Y decidió dejarlo todo atrás. Marcharse de la ciudad que la
vio crecer. Dar un último abrazo a su familia hasta que pudiera costearse un
viaje de vuelta. Acariciar a su perrita de doce años, quizá por última vez en
su vida canina. Sacar un billete para dentro de tres horas y cargar con una
maleta con lo justo para sobrevivir. Dejar su trabajo, el cual seguro que no
añoraría, pero sí a todo el que conoció allí. Con cuántos perdió el
contacto. De cuántos no pudo despedirse siquiera.
Todo por él. No era dependencia, sino un deseo de compartir
una vida juntos. Si él debía marcharse, ella lucharía por crecer y establecerse
en su destino. Jamás se lo pidió. Fue el corazón quien se lo rogó, quien aceptó
que, de entre todas las posibilidades, debía decidir esa. En todos los años
siguientes, no se arrepintió ni un momento, aunque fuera consciente de todo lo
que perdió, fue su decisión y la de nadie más. Un trabajo mejor. Unos vecinos
encantadores. Un gato adoptado que se coló por su balcón.

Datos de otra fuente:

//! Expression trees for select lists, predicates and join criteria.
//!
//! Expressions are plain values: the compiler clones and rewrites them
//! freely, and only the dialect decides how they finally read.

use super::dialect::{Dialect, SqlDialect};
use super::query::SelectItem;
use super::token::{write_list, Keyword, Symbol, ToTokens, Token, TokenStream};
use super::types::TimeUnit;

#[derive(Debug, Clone, PartialEq)]
pub enum Expr {
    /// `column` or `table.column`.
    Column {
        table: Option<String>,
        column: String,
    },
    Literal(Literal),
    BinaryOp {
        left: Box<Expr>,
        op: BinaryOperator,
        right: Box<Expr>,
    },
    Function {
        name: String,
        args: Vec<Expr>,
        distinct: bool,
    },
    /// `expr [NOT] IN (values)`. An empty list renders as a constant.
    In {
        expr: Box<Expr>,
        values: Vec<Expr>,
        negated: bool,
    },
    /// Inclusive on both ends.
    Between {
        expr: Box<Expr>,
        low: Box<Expr>,
        high: Box<Expr>,
    },
    /// A calendar interval; its spelling belongs to the dialect.
    Interval { amount: i64, unit: TimeUnit },
    /// Emitted verbatim. Schema authors write these; requests never do.
    Raw(String),
}

#[derive(Debug, Clone, PartialEq)]
pub enum Literal {
    Int(i64),
    Float(f64),
    String(String),
    Bool(bool),
}

impl Literal {
    fn token(&self) -> Token {
        match self {
            Literal::Int(n) => Token::LitInt(*n),
            Literal::Float(f) => Token::LitFloat(*f),
            Literal::String(s) => Token::LitString(s.clone()),
            Literal::Bool(b) => Token::LitBool(*b),
        }
    }
}

#[derive(Debug, Clone, Copy, PartialEq, Eq)]
pub enum BinaryOperator {
    Eq,
    Ne,
    Lt,
    Gt,
    Lte,
    Gte,
    And,
    Or,
    Like,
    Plus,
    Minus,
    Mul,
    Div,
    Mod,
}

impl BinaryOperator {
    /// Higher binds tighter.
    fn precedence(self) -> u8 {
        use BinaryOperator::*;
        match self {
            Or => 1,
            And => 2,
            Eq | Ne | Lt | Gt | Lte | Gte | Like => 3,
            Plus | Minus => 4,
            Mul | Div | Mod => 5,
        }
    }

    /// `a op (b op c)` may drop its parentheses.
    fn is_associative(self) -> bool {
        matches!(
            self,
            BinaryOperator::And | BinaryOperator::Or | BinaryOperator::Plus | BinaryOperator::Mul
        )
    }

    fn token(self) -> Token {
        use BinaryOperator::*;
        let symbol = match self {
            And => return Keyword::And.into(),
            Or => return Keyword::Or.into(),
            Like => return Keyword::Like.into(),
            Eq => Symbol::Eq,
            Ne => Symbol::Ne,
            Lt => Symbol::Lt,
            Gt => Symbol::Gt,
            Lte => Symbol::Lte,
            Gte => Symbol::Gte,
            Plus => Symbol::Plus,
            Minus => Symbol::Minus,
            Mul => Symbol::Mul,
            Div => Symbol::Div,
            Mod => Symbol::Mod,
        };
        symbol.into()
    }
}

impl ToTokens for Expr {
    fn write_tokens(&self, ts: &mut TokenStream, dialect: Dialect) {
        match self {
            Expr::Column { table, column } => {
                if let Some(table) = table {
                    ts.push(Token::Ident(table.clone())).push(Symbol::Dot);
                }
                ts.push(Token::Ident(column.clone()));
            }
            Expr::Literal(lit) => {
                ts.push(lit.token());
            }
            Expr::BinaryOp { left, op, right } => {
                write_operand(ts, left, *op, false, dialect);
                ts.space().push(op.token()).space();
                write_operand(ts, right, *op, true, dialect);
            }
            Expr::Function {
                name,
                args,
                distinct,
            } => {
                ts.push(Token::FunctionName(name.clone())).lparen();
                if *distinct {
                    ts.push(Keyword::Distinct).space();
                }
                write_list(ts, args, dialect);
                ts.rparen();
            }
            Expr::In {
                expr,
                values,
                negated,
            } => {
                // `x IN ()` does not parse; no row is in an empty list.
                if values.is_empty() {
                    if dialect.numeric_booleans() {
                        let verdict = if *negated { 1 } else { 0 };
                        lit_int(1).eq(lit_int(verdict)).write_tokens(ts, dialect);
                    } else {
                        ts.push(if *negated { Keyword::True } else { Keyword::False });
                    }
                    return;
                }
                expr.write_tokens(ts, dialect);
                if *negated {
                    ts.space().push(Keyword::Not);
                }
                ts.space().push(Keyword::In).space().lparen();
                write_list(ts, values, dialect);
                ts.rparen();
            }
            Expr::Between { expr, low, high } => {
                expr.write_tokens(ts, dialect);
                ts.space().push(Keyword::Between).space();
                low.write_tokens(ts, dialect);
                ts.space().push(Keyword::And).space();
                high.write_tokens(ts, dialect);
            }
            Expr::Interval { amount, unit } => {
                ts.append(&dialect.emit_interval(*amount, *unit));
            }
            Expr::Raw(sql) => {
                ts.push(Token::Raw(sql.clone()));
            }
        }
    }
}

/// Parenthesize `child` when it binds looser than `parent`, or equally on
/// the right of a non-associative operator.
fn write_operand(
    ts: &mut TokenStream,
    child: &Expr,
    parent: BinaryOperator,
    right: bool,
    dialect: Dialect,
) {
    let wrap = match child {
        Expr::BinaryOp { op, .. } => {
            op.precedence() < parent.precedence()
                || (right && op.precedence() == parent.precedence() && !parent.is_associative())
        }
        _ => false,
    };
    if wrap {
        ts.lparen();
        child.write_tokens(ts, dialect);
        ts.rparen();
    } else {
        child.write_tokens(ts, dialect);
    }
}

impl Expr {
    pub fn to_sql(&self, dialect: Dialect) -> String {
        self.to_tokens(dialect).serialize(dialect)
    }

    /// Columns read by this expression, in order of appearance.
    ///
    /// Columns inside `Raw` fragments are invisible.
    pub fn columns(&self) -> Vec<(Option<&str>, &str)> {
        let mut found = Vec::new();
        self.visit(&mut |expr| {
            if let Expr::Column { table, column } = expr {
                found.push((table.as_deref(), column.as_str()));
            }
        });
        found
    }

    fn visit<'a>(&'a self, f: &mut impl FnMut(&'a Expr)) {
        f(self);
        match self {
            Expr::BinaryOp { left, right, .. } => {
                left.visit(f);
                right.visit(f);
            }
            Expr::Function { args, .. } => {
                for arg in args {
                    arg.visit(f);
                }
            }
            Expr::In { expr, values, .. } => {
                expr.visit(f);
                for value in values {
                    value.visit(f);
                }
            }
            Expr::Between { expr, low, high } => {
                expr.visit(f);
                low.visit(f);
                high.visit(f);
            }
            Expr::Column { .. } | Expr::Literal(_) | Expr::Interval { .. } | Expr::Raw(_) => {}
        }
    }

    /// Copy of this expression with every column for which `f` returns a
    /// replacement swapped out.
    pub fn map_columns<F>(&self, f: &F) -> Expr
    where
        F: Fn(Option<&str>, &str) -> Option<Expr>,
    {
        let map = |e: &Expr| Box::new(e.map_columns(f));
        let map_all = |es: &[Expr]| -> Vec<Expr> { es.iter().map(|e| e.map_columns(f)).collect() };
        match self {
            Expr::Column { table, column } => {
                f(table.as_deref(), column).unwrap_or_else(|| self.clone())
            }
            Expr::BinaryOp { left, op, right } => Expr::BinaryOp {
                left: map(left),
                op: *op,
                right: map(right),
            },
            Expr::Function {
                name,
                args,
                distinct,
            } => Expr::Function {
                name: name.clone(),
                args: map_all(args),
                distinct: *distinct,
            },
            Expr::In {
                expr,
                values,
                negated,
            } => Expr::In {
                expr: map(expr),
                values: map_all(values),
                negated: *negated,
            },
            Expr::Between { expr, low, high } => Expr::Between {
                expr: map(expr),
                low: map(low),
                high: map(high),
            },
            Expr::Literal(_) | Expr::Interval { .. } | Expr::Raw(_) => self.clone(),
        }
    }
}

// =============================================================================
// Constructors
// =============================================================================

pub fn col(name: &str) -> Expr {
    Expr::Column {
        table: None,
        column: name.into(),
    }
}

pub fn table_col(table: &str, column: &str) -> Expr {
    Expr::Column {
        table: Some(table.into()),
        column: column.into(),
    }
}

pub fn lit_int(n: i64) -> Expr {
    Expr::Literal(Literal::Int(n))
}

pub fn lit_float(f: f64) -> Expr {
    Expr::Literal(Literal::Float(f))
}

pub fn lit_str(s: &str) -> Expr {
    Expr::Literal(Literal::String(s.into()))
}

pub fn lit_bool(b: bool) -> Expr {
    Expr::Literal(Literal::Bool(b))
}

pub fn interval(amount: i64, unit: TimeUnit) -> Expr {
    Expr::Interval { amount, unit }
}

pub fn func(name: &str, args: Vec<Expr>) -> Expr {
    Expr::Function {
        name: name.into(),
        args,
        distinct: false,
    }
}

macro_rules! aggregates {
    ($($name:ident => $sql:literal),* $(,)?) => {
        $(
            #[doc = concat!("`", $sql, "(expr)`")]
            pub fn $name(expr: Expr) -> Expr {
                func($sql, vec![expr])
            }
        )*
    };
}

aggregates! {
    count => "COUNT",
    sum => "SUM",
    avg => "AVG",
    min => "MIN",
    max => "MAX",
}

pub fn count_distinct(expr: Expr) -> Expr {
    Expr::Function {
        name: "COUNT".into(),
        args: vec![expr],
        distinct: true,
    }
}

/// `NULLIF(expr, value)`: NULL where the two are equal.
pub fn nullif(expr: Expr, value: Expr) -> Expr {
    func("NULLIF", vec![expr, value])
}

/// Trusted SQL passed through untouched. Never build one from request input.
pub fn raw_sql(sql: &str) -> Expr {
    Expr::Raw(sql.into())
}

// =============================================================================
// Fluent operators
// =============================================================================

macro_rules! binary_methods {
    ($($name:ident => $op:ident),* $(,)?) => {
        $(
            fn $name(self, rhs: impl Into<Expr>) -> Expr {
                Expr::BinaryOp {
                    left: Box::new(self.into_expr()),
                    op: BinaryOperator::$op,
                    right: Box::new(rhs.into()),
                }
            }
        )*
    };
}

/// Operator methods for building expressions left to right.
pub trait ExprExt: Sized {
    fn into_expr(self) -> Expr;

    binary_methods! {
        eq => Eq,
        ne => Ne,
        lt => Lt,
        gt => Gt,
        lte => Lte,
        gte => Gte,
        and => And,
        or => Or,
        like => Like,
        add => Plus,
        sub => Minus,
        mul => Mul,
        div => Div,
        modulo => Mod,
    }

    fn in_list(self, values: Vec<Expr>) -> Expr {
        Expr::In {
            expr: Box::new(self.into_expr()),
            values,
            negated: false,
        }
    }

    fn not_in_list(self, values: Vec<Expr>) -> Expr {
        Expr::In {
            expr: Box::new(self.into_expr()),
            values,
            negated: true,
        }
    }

    fn between(self, low: impl Into<Expr>, high: impl Into<Expr>) -> Expr {
        Expr::Between {
            expr: Box::new(self.into_expr()),
            low: Box::new(low.into()),
            high: Box::new(high.into()),
        }
    }

    /// Select-list item named `name`.
    fn alias(self, name: &str) -> SelectItem {
        SelectItem::new(self.into_expr()).named(name)
    }
}

impl ExprExt for Expr {
    fn into_expr(self) -> Expr {
        self
    }
}

impl From<i64> for Expr {
    fn from(n: i64) -> Self {
        lit_int(n)
    }
}

impl From<i32> for Expr {
    fn from(n: i32) -> Self {
        lit_int(n.into())
    }
}

impl From<f64> for Expr {
    fn from(f: f64) -> Self {
        lit_float(f)
    }
}

impl From<bool> for Expr {
    fn from(b: bool) -> Self {
        lit_bool(b)
    }
}

impl From<&str> for Expr {
    fn from(s: &str) -> Self {
        lit_str(s)
    }
}

impl From<String> for Expr {
    fn from(s: String) -> Self {
        Expr::Literal(Literal::String(s))
    }
}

Otra vez. Él debía partir. Sin embargo, antes de que ella
pudiera escuchar a su corazón, pareció que su amante creyó que era quien debía
decidir. Dio por hecho que decidiría por los dos. Le dio una orden.
Y decidió que lo dejaría todo atrás su puta madre. Que se
marcharía de esa ciudad su puta madre. Que daría últimos abrazos y caricias a
su puta madre. Que sacaría ese billete su puta madre y cargaría con una maleta su
puta madre. Dejaría su trabajo su puta madre. Perdería el contacto con su puta
madre y, en este caso, se quedaría sin despedirse de su puta madre.
En el amor, las órdenes a su puta madre.